The company indicated that while the trading environment was characterised by increased inflation threats and unstable exchange rates, the easing of Covid-19 lockdown restrictions improved business activity across the region before the onset of the fourth wave in December 2021.

“Improved business activity resulted in the group businesses recording volume growth except for the distribution businesses in Zimbabwe and Zambia.

“In Zimbabwe, the consumer disposable income benefited from increased economic activity driven by infrastructure spending, improved mining activity and better agriculture output,” Axia said.

It noted that the increased use of foreign currency in the local market enables businesses to generate foreign currency which will help the group to undertake critical capital investments.

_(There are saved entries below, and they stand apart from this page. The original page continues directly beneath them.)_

//! Command-line interface definitions.

use clap::{Parser, Subcommand};
use std::path::PathBuf;

use crate::config::DEFAULT_MOD_ID;

/// Inspect and edit the Orderly health-bar config file.
#[derive(Parser, Debug)]
#[command(name = "orderly-config", version, about, long_about = None)]
pub struct Cli {
    /// Directory the mod loader keeps config files in.
    #[arg(long, default_value = "config", env = "ORDERLY_CONFIG_DIR", global = true)]
    pub config_dir: PathBuf,

    /// Mod id, used as the config file name.
    #[arg(long, default_value = DEFAULT_MOD_ID, global = true)]
    pub mod_id: String,

    /// Increase logging verbosity (-v, -vv, -vvv).
    #[arg(short, long, action = clap::ArgAction::Count, global = true)]
    pub verbose: u8,

    #[command(subcommand)]
    pub command: Commands,
}

impl Cli {
    /// Returns the log level based on verbosity flags.
    pub fn log_level(&self) -> &'static str {
        match self.verbose {
            0 => "warn",
            1 => "info",
            2 => "debug",
            _ => "trace",
        }
    }
}

/// Available subcommands.
#[derive(Subcommand, Debug)]
pub enum Commands {
    /// Print the resolved config file path.
    Path,

    /// Print the current configuration, creating the file if needed.
    Show,

    /// Overwrite the config file with default values.
    Reset,

    /// Set a single setting and save.
    Set {
        /// Setting key, e.g. `max_distance`.
        key: String,

        /// New value as JSON; anything that does not parse is taken as a string.
        value: String,
    },
}
//! Resolution of the config file location.

use std::path::PathBuf;

/// Mod id used for the config file name when none is given.
pub const DEFAULT_MOD_ID: &str = "orderly";

/// Where the host mod loader keeps config files, plus the mod's id.
#[derive(Debug, Clone)]
pub struct ConfigLocation {
    config_dir: PathBuf,
    mod_id: String,
}

impl ConfigLocation {
    pub fn new(config_dir: impl Into<PathBuf>, mod_id: impl Into<String>) -> Self {
        Self {
            config_dir: config_dir.into(),
            mod_id: mod_id.into(),
        }
    }

    /// Location for the default mod id inside the given config directory.
    pub fn in_dir(config_dir: impl Into<PathBuf>) -> Self {
        Self::new(config_dir, DEFAULT_MOD_ID)
    }

    /// Returns `<config_dir>/<mod_id>.json`.
    pub fn file_path(&self) -> PathBuf {
        self.config_dir.join(format!("{}.json", self.mod_id))
    }
}
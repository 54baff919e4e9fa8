use serde::Serialize;
use serde_json::{Map, Value, json};
use std::fs::{File, OpenOptions};
use std::io::{BufWriter, Write};
use std::path::{Path, PathBuf};
use std::sync::{Arc, Mutex};
use std::time::{SystemTime, UNIX_EPOCH};

use thiserror::Error;

pub type LogFields = Map<String, Value>;

pub const REGISTRY_TARGET: &str = "room::statusbar.registry";
pub const REPLICATION_TARGET: &str = "room::statusbar.replication";
pub const POINTER_TARGET: &str = "room::statusbar.pointer";
pub const LISTENER_TARGET: &str = "room::statusbar.listeners";
pub const TASKS_TARGET: &str = "room::statusbar.tasks";

#[derive(Debug, Clone, Copy, PartialEq, Eq, PartialOrd, Ord, Serialize)]
#[serde(rename_all = "lowercase")]
pub enum LogLevel {
    Trace,
    Debug,
    Info,
    Warn,
    Error,
}

#[derive(Debug, Clone, Serialize)]
pub struct LogEvent {
    pub ts_ms: u128,
    pub level: LogLevel,
    pub target: String,
    pub message: String,
    #[serde(skip_serializing_if = "LogFields::is_empty", default)]
    pub fields: LogFields,
}

impl LogEvent {
    pub fn new(level: LogLevel, target: impl Into<String>, message: impl Into<String>) -> Self {
        Self {
            ts_ms: current_ms(),
            level,
            target: target.into(),
            message: message.into(),
            fields: LogFields::new(),
        }
    }

    pub fn with_fields(
        level: LogLevel,
        target: impl Into<String>,
        message: impl Into<String>,
        fields: LogFields,
    ) -> Self {
        Self {
            fields,
            ..Self::new(level, target, message)
        }
    }
}

fn current_ms() -> u128 {
    SystemTime::now()
        .duration_since(UNIX_EPOCH)
        .map(|d| d.as_millis())
        .unwrap_or(0)
}

pub type LoggingResult<T> = std::result::Result<T, LoggingError>;

#[derive(Debug, Error)]
pub enum LoggingError {
    #[error("I/O error: {0}")]
    Io(#[from] std::io::Error),
    #[error("serialization error: {0}")]
    Serde(#[from] serde_json::Error),
    #[error("log sink poisoned")]
    Poisoned,
}

pub trait LogSink: Send + Sync {
    fn log(&self, event: &LogEvent) -> LoggingResult<()>;
}

#[derive(Clone)]
pub struct Logger {
    sink: Arc<dyn LogSink>,
    min_level: LogLevel,
}

impl Logger {
    pub fn new<S>(sink: S) -> Self
    where
        S: LogSink + 'static,
    {
        Self {
            sink: Arc::new(sink),
            min_level: LogLevel::Trace,
        }
    }

    /// Drop events below `level` before they reach the sink.
    pub fn with_min_level(mut self, level: LogLevel) -> Self {
        self.min_level = level;
        self
    }

    pub fn log(&self, level: LogLevel, target: &str, message: &str) -> LoggingResult<()> {
        self.log_event(LogEvent::new(level, target, message))
    }

    pub fn log_with_fields(
        &self,
        level: LogLevel,
        target: &str,
        message: &str,
        fields: LogFields,
    ) -> LoggingResult<()> {
        self.log_event(LogEvent::with_fields(level, target, message, fields))
    }

    pub fn log_event(&self, event: LogEvent) -> LoggingResult<()> {
        if event.level < self.min_level {
            return Ok(());
        }
        self.sink.log(&event)
    }
}

/// JSON-lines file sink. The file is truncated once it would grow past
/// `max_bytes`; zero disables rotation.
pub struct FileSink {
    path: PathBuf,
    max_bytes: u64,
    writer: Mutex<BufWriter<File>>,
}

impl FileSink {
    pub fn new(path: impl AsRef<Path>, max_bytes: u64) -> LoggingResult<Self> {
        let path = path.as_ref().to_path_buf();
        let file = OpenOptions::new().create(true).append(true).open(&path)?;
        Ok(Self {
            path,
            max_bytes,
            writer: Mutex::new(BufWriter::new(file)),
        })
    }

    fn write_line(&self, mut line: String) -> LoggingResult<()> {
        line.push('\n');
        let mut guard = self.writer.lock().map_err(|_| LoggingError::Poisoned)?;

        if self.should_rotate(guard.get_ref(), line.len() as u64)? {
            let file = OpenOptions::new()
                .write(true)
                .create(true)
                .truncate(true)
                .open(&self.path)?;
            *guard = BufWriter::new(file);
        }

        guard.write_all(line.as_bytes())?;
        guard.flush()?;
        Ok(())
    }

    fn should_rotate(&self, file: &File, incoming_len: u64) -> std::io::Result<bool> {
        if self.max_bytes == 0 {
            return Ok(false);
        }
        let current = file.metadata()?.len();
        Ok(current + incoming_len > self.max_bytes)
    }
}

impl LogSink for FileSink {
    fn log(&self, event: &LogEvent) -> LoggingResult<()> {
        let line = serde_json::to_string(event)?;
        self.write_line(line)
    }
}

/// Sink that discards everything.
#[derive(Debug, Clone, Copy, Default)]
pub struct NullSink;

impl LogSink for NullSink {
    fn log(&self, _event: &LogEvent) -> LoggingResult<()> {
        Ok(())
    }
}

/// In-memory sink; clones share the same buffer.
#[derive(Debug, Clone, Default)]
pub struct MemorySink {
    events: Arc<Mutex<Vec<LogEvent>>>,
}

impl MemorySink {
    pub fn new() -> Self {
        Self::default()
    }

    pub fn events(&self) -> Vec<LogEvent> {
        self.events
            .lock()
            .map(|guard| guard.clone())
            .unwrap_or_default()
    }

    pub fn messages(&self) -> Vec<String> {
        self.events().into_iter().map(|e| e.message).collect()
    }
}

impl LogSink for MemorySink {
    fn log(&self, event: &LogEvent) -> LoggingResult<()> {
        let mut guard = self.events.lock().map_err(|_| LoggingError::Poisoned)?;
        guard.push(event.clone());
        Ok(())
    }
}

pub fn event_with_fields(
    level: LogLevel,
    target: &str,
    message: &str,
    fields: impl IntoIterator<Item = (String, Value)>,
) -> LogEvent {
    let map: LogFields = fields.into_iter().collect();
    LogEvent::with_fields(level, target, message, map)
}

pub fn json_kv(key: &str, value: impl Into<Value>) -> (String, Value) {
    (key.to_string(), value.into())
}

pub fn json_str(key: &str, value: impl Into<String>) -> (String, Value) {
    (key.to_string(), json!(value.into()))
}

#[cfg(test)]
mod tests {
    use super::*;

    #[test]
    fn events_serialize_without_empty_fields() {
        let event = LogEvent::new(LogLevel::Warn, REGISTRY_TARGET, "widget_missing");
        let line = serde_json::to_string(&event).unwrap();
        assert!(line.contains("\"level\":\"warn\""));
        assert!(!line.contains("fields"));
    }

    #[test]
    fn min_level_filters_before_sink() {
        let sink = MemorySink::new();
        let logger = Logger::new(sink.clone()).with_min_level(LogLevel::Info);
        logger.log(LogLevel::Debug, POINTER_TARGET, "hover").unwrap();
        logger.log(LogLevel::Error, POINTER_TARGET, "popup").unwrap();
        assert_eq!(sink.messages(), vec!["popup".to_string()]);
    }

    #[test]
    fn file_sink_truncates_past_limit() {
        let path = std::env::temp_dir().join(format!(
            "room_statusbar_log_{}_{}.jsonl",
            std::process::id(),
            current_ms()
        ));
        let sink = FileSink::new(&path, 200).unwrap();
        let logger = Logger::new(sink);
        for _ in 0..5 {
            logger
                .log_with_fields(
                    LogLevel::Info,
                    REGISTRY_TARGET,
                    "widget_added",
                    [json_str("widget", "Encoding")].into_iter().collect(),
                )
                .unwrap();
        }
        let written = std::fs::read_to_string(&path).unwrap();
        assert!(written.len() as u64 <= 200);
        assert_eq!(written.lines().count(), 1);
        let _ = std::fs::remove_file(&path);
    }
}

The group reported a 70 percent growth in revenue to$15,2 billion during the period compared to the prior comparative period and the revenue growth filtered into gross margin which increased by 93 percent in the prior period.

At National Foods, volume performance improved as new categories were introduced into the portfolio, coupled with more efficient operating structures and increased capacity utilisation.

However, the company said despite inflationary pressures contributing to slower consumer demand in the latter part of the period, overall volumes closed 15 percent ahead of the comparative period.

The flour milling division recorded a 3 percent volume improvement over the comparative period. The company noted that the new mill installation in Bulawayo will commence in April, and remains on track for commissioning towards the end of 2022.

Meanwhile, despite the headwinds, Finance and Economic Development Minister Mthuli Ncube has maintained that the economy remains solid and on track to achieve a projected growth rate of 5,5 percent.

The economy is expected to be anchored by agriculture, increased mining and firming commodity prices and normal to above normal rainfall. However, the current agricultural season has been marked by a false start in most areas and developments in Eastern Europe have since pushed up the price of oil and other commodities like wheat and maize.

In the 2022 national budget, the finance minister said this year’s economic growth target would also be underpinned by subdued Covid 19 pandemic; relatively stable exchange rate and declining inflation

According to the Old Mutual Investment Group Zimbabwe latest monthly report, Zimbabwe’s high inflation expectations are likely to further drive demand for the US dollar at the expense of the local unit, thereby increasing the level of dollarisation.